Konuya cevap cer

METRODAKİ KEMANCI...

> Soğuk bir Ocak sabahı, bir adam Washington DC'de bir metro

> istasyonunda, kemanla 45 dakika boyunca altı Bach eseri çalar. Bu süre

> içinde, çoğu işe yetişme telaşındaki yaklaşık bin kişi kemancının

> önünden geçip, gider.

>

> Kemancı çalmaya başladıktan ancak üç dakika kadar sonra, ilk kez orta

> yaşlı bir adam kemancıyı fark edip, yavaşlar ve birkaç saniye sonra da

> gitmek zorunda olduğu yere yetişmek üzere yine hızla yoluna devam

> eder..

> Kemancı ilk bir dolar bahşişini bundan bir dakika kadar sonra alır.
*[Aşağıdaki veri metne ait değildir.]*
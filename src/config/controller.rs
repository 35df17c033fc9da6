//! # Controller Configuration
//!
//! Controller-level settings loaded from environment variables.

use std::time::Duration;

/// Controller-level configuration
///
/// All settings have sensible defaults and can be overridden via environment variables.
/// Environment variables are populated from a ConfigMap using `envFrom` in the deployment.
#[derive(Debug, Clone)]
pub struct ControllerConfig {
    /// Requeue interval after a successful reconciliation (seconds)
    pub reconcile_poll_interval_secs: u64,
    /// Requeue interval right after an external resource was created (seconds)
    pub create_requeue_secs: u64,
    /// Fibonacci backoff minimum for failed reconciliations (seconds)
    pub backoff_min_secs: u64,
    /// Fibonacci backoff maximum for failed reconciliations (seconds)
    pub backoff_max_secs: u64,
    /// Maximum concurrent reconciliations per controller
    pub max_concurrent_reconciliations: u16,
    /// Port for the metrics and probe server
    pub metrics_port: u16,
    /// Global log level (ERROR, WARN, INFO, DEBUG, TRACE)
    pub log_level: String,
    /// Log format (json, text)
    pub log_format: String,
    /// GCP client settings shared by every provider adapter
    pub gcp: GcpClientConfig,
}

/// Endpoints and auth mode for the GCP REST adapters
#[derive(Debug, Clone, PartialEq, Eq)]
pub struct GcpClientConfig {
    /// Base URL for the Compute API
    pub compute_endpoint: String,
    /// Base URL for the Service Networking API
    pub servicenetworking_endpoint: String,
    /// Emulator mode: skip token acquisition and use a dummy token
    pub emulator_mode: bool,
}

impl Default for GcpClientConfig {
    fn default() -> Self {
        use crate::constants::*;
        Self {
            compute_endpoint: GCP_COMPUTE_ENDPOINT.to_string(),
            servicenetworking_endpoint: GCP_SERVICENETWORKING_ENDPOINT.to_string(),
            emulator_mode: false,
        }
    }
}

impl Default for ControllerConfig {
    fn default() -> Self {
        use crate::constants::*;
        Self {
            reconcile_poll_interval_secs: DEFAULT_RECONCILE_POLL_INTERVAL_SECS,
            create_requeue_secs: DEFAULT_CREATE_REQUEUE_SECS,
            backoff_min_secs: DEFAULT_BACKOFF_MIN_SECS,
            backoff_max_secs: DEFAULT_BACKOFF_MAX_SECS,
            max_concurrent_reconciliations: DEFAULT_MAX_CONCURRENT_RECONCILIATIONS,
            metrics_port: DEFAULT_METRICS_PORT,
            log_level: "INFO".to_string(),
            log_format: "json".to_string(),
            gcp: GcpClientConfig::default(),
        }
    }
}

impl ControllerConfig {
    /// Load configuration from environment variables with defaults
    pub fn from_env() -> Self {
        use crate::constants::*;
        Self {
            reconcile_poll_interval_secs: env_var_or_default(
                "RECONCILE_POLL_INTERVAL_SECS",
                DEFAULT_RECONCILE_POLL_INTERVAL_SECS,
            ),
            create_requeue_secs: env_var_or_default(
                "CREATE_REQUEUE_SECS",
                DEFAULT_CREATE_REQUEUE_SECS,
            ),
            backoff_min_secs: env_var_or_default("BACKOFF_MIN_SECS", DEFAULT_BACKOFF_MIN_SECS),
            backoff_max_secs: env_var_or_default("BACKOFF_MAX_SECS", DEFAULT_BACKOFF_MAX_SECS),
            max_concurrent_reconciliations: env_var_or_default(
                "MAX_CONCURRENT_RECONCILIATIONS",
                DEFAULT_MAX_CONCURRENT_RECONCILIATIONS,
            ),
            metrics_port: env_var_or_default("METRICS_PORT", DEFAULT_METRICS_PORT),
            log_level: env_var_or_default_str("LOG_LEVEL", "INFO"),
            log_format: env_var_or_default_str("LOG_FORMAT", "json"),
            gcp: GcpClientConfig {
                compute_endpoint: env_var_or_default_str(
                    "GCP_COMPUTE_ENDPOINT",
                    GCP_COMPUTE_ENDPOINT,
                ),
                servicenetworking_endpoint: env_var_or_default_str(
                    "GCP_SERVICENETWORKING_ENDPOINT",
                    GCP_SERVICENETWORKING_ENDPOINT,
                ),
                emulator_mode: env_var_or_default_bool("GCP_EMULATOR_MODE", false),
            },
        }
    }

    /// Get the requeue duration after a successful reconciliation
    pub fn reconcile_poll_interval(&self) -> Duration {
        Duration::from_secs(self.reconcile_poll_interval_secs)
    }

    /// Get the requeue duration after an external create
    pub fn create_requeue_interval(&self) -> Duration {
        Duration::from_secs(self.create_requeue_secs)
    }
}

/// Read environment variable or return default value
fn env_var_or_default<T: std::str::FromStr>(key: &str, default: T) -> T {
    std::env::var(key)
        .ok()
        .and_then(|v| v.parse().ok())
        .unwrap_or(default)
}

/// Read environment variable as boolean or return default
fn env_var_or_default_bool(key: &str, default: bool) -> bool {
    std::env::var(key)
        .ok()
        .map(|v| {
            let v_lower = v.to_lowercase();
            v_lower == "true" || v_lower == "1" || v_lower == "yes" || v_lower == "on"
        })
        .unwrap_or(default)
}

/// Read environment variable as string or return default
fn env_var_or_default_str(key: &str, default: &str) -> String {
    std::env::var(key).unwrap_or_else(|_| default.to_string())
}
> Bir kadın yürümesine ara vermeksizin parayı kemancının önüne koyduğu

> kaba atarak, hızla geçer, gider.

>

> Birkaç dakika sonra, bir başka adam duraklayıp, eğilerek dinlemeye

> başlar ancak saatine göz attığında işe geç kalmamak için acele

> ettiğini belirten ifadelerle hızla yoluna devam eder.

>

> En fazla dikkatle duran ise üç yaşlarında bir oğlan çocuğu olur.
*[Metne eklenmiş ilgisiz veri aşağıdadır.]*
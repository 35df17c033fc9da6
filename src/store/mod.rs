//! # Object Store
//!
//! CRUD access to the declarative object store, expressed over
//! `DynamicObject` so composites and composed children can be handled without
//! knowing their schema.
//!
//! - `kube.rs` - API server backed store (kube-rs `Api<DynamicObject>`)
//! - `memory.rs` - In-process store with optimistic concurrency, finalizers
//!   and owner-reference cascade
//!
//! On top of the raw CRUD trait this module provides `apply` (upsert with
//! ownership constraints) and `create_or_update` (find-or-create, then mutate).

mod kube;
mod memory;

pub use self::kube::KubeStore;
pub use self::memory::MemoryStore;

use crate::resource::meta::controller_of;
use crate::resource::ObjectKey;
use async_trait::async_trait;
use ::kube::core::DynamicObject;
use serde::de::DeserializeOwned;
use serde::Serialize;
use thiserror::Error;
use tracing::debug;

#[derive(Debug, Error)]
pub enum StoreError {
    #[error("{0} not found")]
    NotFound(String),

    /// Optimistic concurrency failure or name collision
    #[error("conflict on {0}")]
    Conflict(String),

    /// The existing object violates an apply ownership constraint
    #[error("{0}")]
    OwnershipConflict(String),

    #[error("invalid object: {0}")]
    Invalid(String),

    #[error("Kubernetes API error: {0}")]
    Api(#[from] ::kube::Error),

    #[error("serialization error: {0}")]
    Serialization(#[from] serde_json::Error),
}

impl StoreError {
    pub fn is_not_found(&self) -> bool {
        match self {
            StoreError::NotFound(_) => true,
            StoreError::Api(::kube::Error::Api(api_err)) => api_err.code == 404,
            _ => false,
        }
    }

    pub fn is_conflict(&self) -> bool {
        match self {
            StoreError::Conflict(_) => true,
            StoreError::Api(::kube::Error::Api(api_err)) => api_err.code == 409,
            _ => false,
        }
    }
}

/// CRUD operations against the object store
#[async_trait]
pub trait ObjectStore: Send + Sync {
    async fn get(&self, key: &ObjectKey) -> Result<DynamicObject, StoreError>;

    /// Create an object; `metadata.generateName` is honored when no name is set
    async fn create(&self, obj: &DynamicObject) -> Result<DynamicObject, StoreError>;

    /// Replace an object; fails with `Conflict` if `resourceVersion` is stale
    async fn update(&self, obj: &DynamicObject) -> Result<DynamicObject, StoreError>;

    /// Replace only the `status` of an object
    async fn update_status(&self, obj: &DynamicObject) -> Result<DynamicObject, StoreError>;

    async fn delete(&self, key: &ObjectKey) -> Result<(), StoreError>;
}

/// Constraint checked against the existing object before `apply` updates it
#[derive(Debug, Clone, PartialEq, Eq)]
pub enum ApplyOption {
    /// The existing object must already be controlled by this UID
    MustBeControlledBy(String),
    /// The existing object must be uncontrolled or controlled by this UID
    MustBeControllableBy(String),
    /// The existing object must not have a controller
    MustNotHaveOwner,
}

impl ApplyOption {
    fn check(&self, current: &DynamicObject) -> Result<(), StoreError> {
        let controller = controller_of(&current.metadata);
        let name = current.metadata.name.as_deref().unwrap_or_default();
        match (self, controller) {
            (ApplyOption::MustBeControlledBy(uid), Some(c)) if &c.uid == uid => Ok(()),
            (ApplyOption::MustBeControlledBy(uid), _) => Err(StoreError::OwnershipConflict(
                format!("existing object {name} is not controlled by UID {uid}"),
            )),
            (ApplyOption::MustBeControllableBy(uid), Some(c)) if &c.uid != uid => {
                Err(StoreError::OwnershipConflict(format!(
                    "existing object {name} is controlled by {} {} (UID {}), not UID {uid}",
                    c.kind, c.name, c.uid
                )))
            }
            (ApplyOption::MustBeControllableBy(_), _) => Ok(()),
            (ApplyOption::MustNotHaveOwner, Some(c)) => Err(StoreError::OwnershipConflict(
                format!("existing object {name} is controlled by {} {}", c.kind, c.name),
            )),
            (ApplyOption::MustNotHaveOwner, None) => Ok(()),
        }
    }
}

/// Create `desired`, or merge it onto the existing object of the same key.
///
/// Objects without a name (only `generateName`) are always created. For an
/// existing object every option is checked first; a violation leaves the
/// stored object untouched. An update is only issued when the merge changes
/// something.
pub async fn apply(
    store: &dyn ObjectStore,
    desired: &DynamicObject,
    options: &[ApplyOption],
) -> Result<DynamicObject, StoreError> {
    let Some(key) = ObjectKey::for_object(desired) else {
        return store.create(desired).await;
    };

    let current = match store.get(&key).await {
        Ok(current) => current,
        Err(e) if e.is_not_found() => return store.create(desired).await,
        Err(e) => return Err(e),
    };

    for option in options {
        option.check(&current)?;
    }

    let mut merged = serde_json::to_value(&current)?;
    json_patch::merge(&mut merged, &serde_json::to_value(desired)?);
    let mut merged: DynamicObject = serde_json::from_value(merged)?;
    merged.metadata.resource_version = current.metadata.resource_version.clone();

    if merged == current {
        debug!("Apply of {} is a no-op", key);
        return Ok(current);
    }
    store.update(&merged).await
}

/// What `create_or_update` did to the store
#[derive(Debug, Clone, Copy, PartialEq, Eq)]
pub enum WriteOutcome {
    Created,
    Updated,
    Unchanged,
}

impl WriteOutcome {
    pub fn wrote(self) -> bool {
        self != WriteOutcome::Unchanged
    }
}

/// Fetch the object with `obj`'s key (creating it from `obj` if absent),
/// run `mutate` on it and persist the result if it changed.
pub async fn create_or_update<F>(
    store: &dyn ObjectStore,
    obj: DynamicObject,
    mutate: F,
) -> Result<(DynamicObject, WriteOutcome), StoreError>
where
    F: FnOnce(&mut DynamicObject) -> Result<(), StoreError> + Send,
{
    let key = ObjectKey::for_object(&obj)
        .ok_or_else(|| StoreError::Invalid("object has no type or name".to_string()))?;

    match store.get(&key).await {
        Ok(existing) => {
            let mut updated = existing.clone();
            mutate(&mut updated)?;
            if updated == existing {
                debug!("{} is up to date", key);
                return Ok((existing, WriteOutcome::Unchanged));
            }
            let updated = store.update(&updated).await?;
            Ok((updated, WriteOutcome::Updated))
        }
        Err(e) if e.is_not_found() => {
            let mut created = obj;
            mutate(&mut created)?;
            let created = store.create(&created).await?;
            Ok((created, WriteOutcome::Created))
        }
        Err(e) => Err(e),
    }
}

/// Convert a typed resource into a `DynamicObject`
pub fn to_dynamic<K: Serialize>(obj: &K) -> Result<DynamicObject, StoreError> {
    Ok(serde_json::from_value(serde_json::to_value(obj)?)?)
}

/// Convert a `DynamicObject` into a typed resource
pub fn from_dynamic<K: DeserializeOwned>(obj: DynamicObject) -> Result<K, StoreError> {
    Ok(serde_json::from_value(serde_json::to_value(obj)?)?)
}

/// Fetch and decode a typed resource
pub async fn get_typed<K: DeserializeOwned>(
    store: &dyn ObjectStore,
    key: &ObjectKey,
) -> Result<K, StoreError> {
    from_dynamic(store.get(key).await?)
}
> Annesinin çekiştirmelerine rağmen, çocuk önünde durur ve dikkatle

> kemancıya bakar. En sonunda annesi daha hızlı, çekiştirerek çocuğu

> yürümeye zorlar. Oğlan arkasına dönüp dönüp kemancıya bakarak,

> çaresizce annesinin peşinden gider. Buna benzer şekilde birkaç çocuk

> daha olur ve hepsi de anne, babaları tarafından yürümeye devam için

> zorlanarak, uzaklaştırılırlar.

>

> Çaldığı 45 dakika boyunca kemancının önünde sadece 6 kişi, çok kısa

> bir süre durur. 20 kişi duraklamadan, yürümeye devam ederek, para

> verir. Kemancı çaldığı süre içinde 32 dolar toplar. Çalmayı

> bitirdiğinde ise sessizlik hakim olur ve kimse onun durduğunu fark

> etmez, alkışlamaz.

>

> Hiç kimse onun dünyanın en iyi kemancısı Joshua Bell olduğunu ve

> elindeki 3,5 milyon dolarlık kemanla, yazılmış en karmaşık eserleri

> çaldığını anlamaz. Oysa Joshua Bell'in metrodaki bu mini konserinden

> iki gün önce Boston'da verdiği konser biletleri ortalama 100 dolara

> satılmıştı...

> Bu gerçek bir hikayedir ve Joshua Bell'in öylesine bir kılıkla metroda

> keman çalması, Washington Post gazetesi tarafından algılama, keyif

> alma ve öncelikler üzerine yapılan bir sosyal deney gereği

> kurgulanmıştır. Sorgulanan şeyler; sıradan bir yerde, uygunsuz bir

> saatte güzelliği algılayabiliyor muyuz? Durup ondan keyif alıyor

> muyuz? Beklenmedik bir ortamda, bir yeteneği tanıyabiliyor muyuz?

> İdi...

>

> Bu deneyden çıkarılacak kıssadan hisse ise, dünyanın en iyi müzisyeni,

> dünyadaki en iyi müziği çalarken, önünde durup, dinleyecek bir

> dakikamız dahi yoksa, başka neleri kaçırıyoruz acaba?